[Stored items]
++++++++

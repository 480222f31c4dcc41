//! Tracing subscriber setup

use crate::amm_config::LoggingConfig;
use anyhow::{anyhow, Context, Result};
use tracing_subscriber::{fmt, layer::SubscriberExt, util::SubscriberInitExt, EnvFilter};

/// Filter from `RUST_LOG`, falling back to the configured level
pub fn env_filter(config: &LoggingConfig) -> Result<EnvFilter> {
    match EnvFilter::try_from_default_env() {
        Ok(filter) => Ok(filter),
        Err(_) => EnvFilter::try_new(&config.level)
            .with_context(|| format!("Invalid log level directive {:?}", config.level)),
    }
}

/// Install the global subscriber; fails if one is already installed
pub fn init_tracing(config: &LoggingConfig) -> Result<()> {
    let filter = env_filter(config)?;

    tracing_subscriber::registry()
        .with(filter)
        .with(config.json.then(|| fmt::layer().json()))
        .with((!config.json).then(fmt::layer))
        .try_init()
        .map_err(|e| anyhow!("Failed to install tracing subscriber: {}", e))
}
//! Change-notification events
//!
//! Emitted after every successful state mutation so that frontends and
//! indexers can refresh cached reserves and balances without polling.

use crate::{Address, U256};
use serde::{Deserialize, Serialize};

/// Observable event emitted by the factory, pairs and token ledgers
#[derive(Debug, Clone, PartialEq, Eq, Serialize, Deserialize)]
#[serde(tag = "event", rename_all = "PascalCase")]
pub enum AmmEvent {
    PairCreated {
        token0: Address,
        token1: Address,
        pair: Address,
        /// `allPairsLength` after insertion
        index: usize,
    },
    Sync {
        pair: Address,
        reserve0: U256,
        reserve1: U256,
    },
    Mint {
        pair: Address,
        sender: Address,
        amount0: U256,
        amount1: U256,
    },
    Burn {
        pair: Address,
        sender: Address,
        amount0: U256,
        amount1: U256,
        to: Address,
    },
    Swap {
        pair: Address,
        sender: Address,
        amount0_in: U256,
        amount1_in: U256,
        amount0_out: U256,
        amount1_out: U256,
        to: Address,
    },
    /// Fungible movement; `token` is the pair address for LP shares
    Transfer {
        token: Address,
        from: Address,
        to: Address,
        value: U256,
    },
    Approval {
        token: Address,
        owner: Address,
        spender: Address,
        value: U256,
    },
    /// Native asset wrapped into `token`
    Deposit {
        token: Address,
        owner: Address,
        value: U256,
    },
    /// `token` unwrapped back into the native asset
    Withdrawal {
        token: Address,
        owner: Address,
        value: U256,
    },
}

impl AmmEvent {
    /// Address of the pair that emitted this event, if any
    pub fn pair(&self) -> Option<Address> {
        match self {
            AmmEvent::PairCreated { pair, .. }
            | AmmEvent::Sync { pair, .. }
            | AmmEvent::Mint { pair, .. }
            | AmmEvent::Burn { pair, .. }
            | AmmEvent::Swap { pair, .. } => Some(*pair),
            _ => None,
        }
    }
}
//! Address and amount primitives
//!
//! Addresses are 20-byte identifiers compared byte-wise, which gives the
//! canonical `token0 < token1` ordering used by every pair. Amounts are
//! 256-bit so that reserve products never silently overflow.

use crate::AmmError;
use sha3::{Digest, Keccak256};

pub use ethereum_types::{H160 as Address, U256};

/// Convenience checks on [`Address`]
pub trait AddressExt: Sized {
    /// Reject the zero address
    fn ensure_non_zero(self) -> Result<Self, AmmError>;
}

impl AddressExt for Address {
    fn ensure_non_zero(self) -> Result<Self, AmmError> {
        if self.is_zero() {
            Err(AmmError::ZeroAddress)
        } else {
            Ok(self)
        }
    }
}

/// Order two token addresses canonically.
///
/// Fails with [`AmmError::IdenticalAddresses`] when both are equal and with
/// [`AmmError::ZeroAddress`] when the smaller one is zero (the larger one can
/// never be zero once they differ).
pub fn sort_tokens(token_a: Address, token_b: Address) -> Result<(Address, Address), AmmError> {
    if token_a == token_b {
        return Err(AmmError::IdenticalAddresses);
    }
    let (token0, token1) = if token_a < token_b {
        (token_a, token_b)
    } else {
        (token_b, token_a)
    };
    token0.ensure_non_zero()?;
    Ok((token0, token1))
}

/// Keccak-256 digest of the concatenated parts
pub fn keccak256(parts: &[&[u8]]) -> [u8; 32] {
    let mut hasher = Keccak256::new();
    for part in parts {
        hasher.update(part);
    }
    hasher.finalize().into()
}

++++++++

=== TASK PROMPT ===
Repeat each line of the data exactly, missing none.

=== REPLY ===
repository 480222f31c4dcc41
//! Tracing subscriber setup

use crate::amm_config::LoggingConfig;
use anyhow::{anyhow, Context, Result};
use tracing_subscriber::{fmt, layer::SubscriberExt, util::SubscriberInitExt, EnvFilter};

/// Filter from `RUST_LOG`, falling back to the configured level
pub fn env_filter(config: &LoggingConfig) -> Result<EnvFilter> {
    match EnvFilter::try_from_default_env() {
        Ok(filter) => Ok(filter),
        Err(_) => EnvFilter::try_new(&config.level)
            .with_context(|| format!("Invalid log level directive {:?}", config.level)),
    }
}

/// Install the global subscriber; fails if one is already installed
pub fn init_tracing(config: &LoggingConfig) -> Result<()> {
    let filter = env_filter(config)?;

    tracing_subscriber::registry()
        .with(filter)
        .with(config.json.then(|| fmt::layer().json()))
        .with((!config.json).then(fmt::layer))
        .try_init()
        .map_err(|e| anyhow!("Failed to install tracing subscriber: {}", e))
}
//! Change-notification events
//!
//! Emitted after every successful state mutation so that frontends and
//! indexers can refresh cached reserves and balances without polling.

use crate::{Address, U256};
use serde::{Deserialize, Serialize};

/// Observable event emitted by the factory, pairs and token ledgers
#[derive(Debug, Clone, PartialEq, Eq, Serialize, Deserialize)]
#[serde(tag = "event", rename_all = "PascalCase")]
pub enum AmmEvent {
    PairCreated {
        token0: Address,
        token1: Address,
        pair: Address,
        /// `allPairsLength` after insertion
        index: usize,
    },
    Sync {
        pair: Address,
        reserve0: U256,
        reserve1: U256,
    },
    Mint {
        pair: Address,
        sender: Address,
        amount0: U256,
        amount1: U256,
    },
    Burn {
        pair: Address,
        sender: Address,
        amount0: U256,
        amount1: U256,
        to: Address,
    },
    Swap {
        pair: Address,
        sender: Address,
        amount0_in: U256,
        amount1_in: U256,
        amount0_out: U256,
        amount1_out: U256,
        to: Address,
    },
    /// Fungible movement; `token` is the pair address for LP shares
    Transfer {
        token: Address,
        from: Address,
        to: Address,
        value: U256,
    },
    Approval {
        token: Address,
        owner: Address,
        spender: Address,
        value: U256,
    },
    /// Native asset wrapped into `token`
    Deposit {
        token: Address,
        owner: Address,
        value: U256,
    },
    /// `token` unwrapped back into the native asset
    Withdrawal {
        token: Address,
        owner: Address,
        value: U256,
    },
}

impl AmmEvent {
    /// Address of the pair that emitted this event, if any
    pub fn pair(&self) -> Option<Address> {
        match self {
            AmmEvent::PairCreated { pair, .. }
            | AmmEvent::Sync { pair, .. }
            | AmmEvent::Mint { pair, .. }
            | AmmEvent::Burn { pair, .. }
            | AmmEvent::Swap { pair, .. } => Some(*pair),
            _ => None,
        }
    }
}
//! Address and amount primitives
//!
//! Addresses are 20-byte identifiers compared byte-wise, which gives the
//! canonical `token0 < token1` ordering used by every pair. Amounts are
//! 256-bit so that reserve products never silently overflow.

use crate::AmmError;
use sha3::{Digest, Keccak256};

pub use ethereum_types::{H160 as Address, U256};

/// Convenience checks on [`Address`]
pub trait AddressExt: Sized {
    /// Reject the zero address
    fn ensure_non_zero(self) -> Result<Self, AmmError>;
}

impl AddressExt for Address {
    fn ensure_non_zero(self) -> Result<Self, AmmError> {
        if self.is_zero() {
            Err(AmmError::ZeroAddress)
        } else {
            Ok(self)
        }
    }
}

/// Order two token addresses canonically.
///
/// Fails with [`AmmError::IdenticalAddresses`] when both are equal and with
/// [`AmmError::ZeroAddress`] when the smaller one is zero (the larger one can
/// never be zero once they differ).
pub fn sort_tokens(token_a: Address, token_b: Address) -> Result<(Address, Address), AmmError> {
    if token_a == token_b {
        return Err(AmmError::IdenticalAddresses);
    }
    let (token0, token1) = if token_a < token_b {
        (token_a, token_b)
    } else {
        (token_b, token_a)
    };
    token0.ensure_non_zero()?;
    Ok((token0, token1))
}

/// Keccak-256 digest of the concatenated parts
pub fn keccak256(parts: &[&[u8]]) -> [u8; 32] {
    let mut hasher = Keccak256::new();
    for part in parts {
        hasher.update(part);
    }
    hasher.finalize().into()
}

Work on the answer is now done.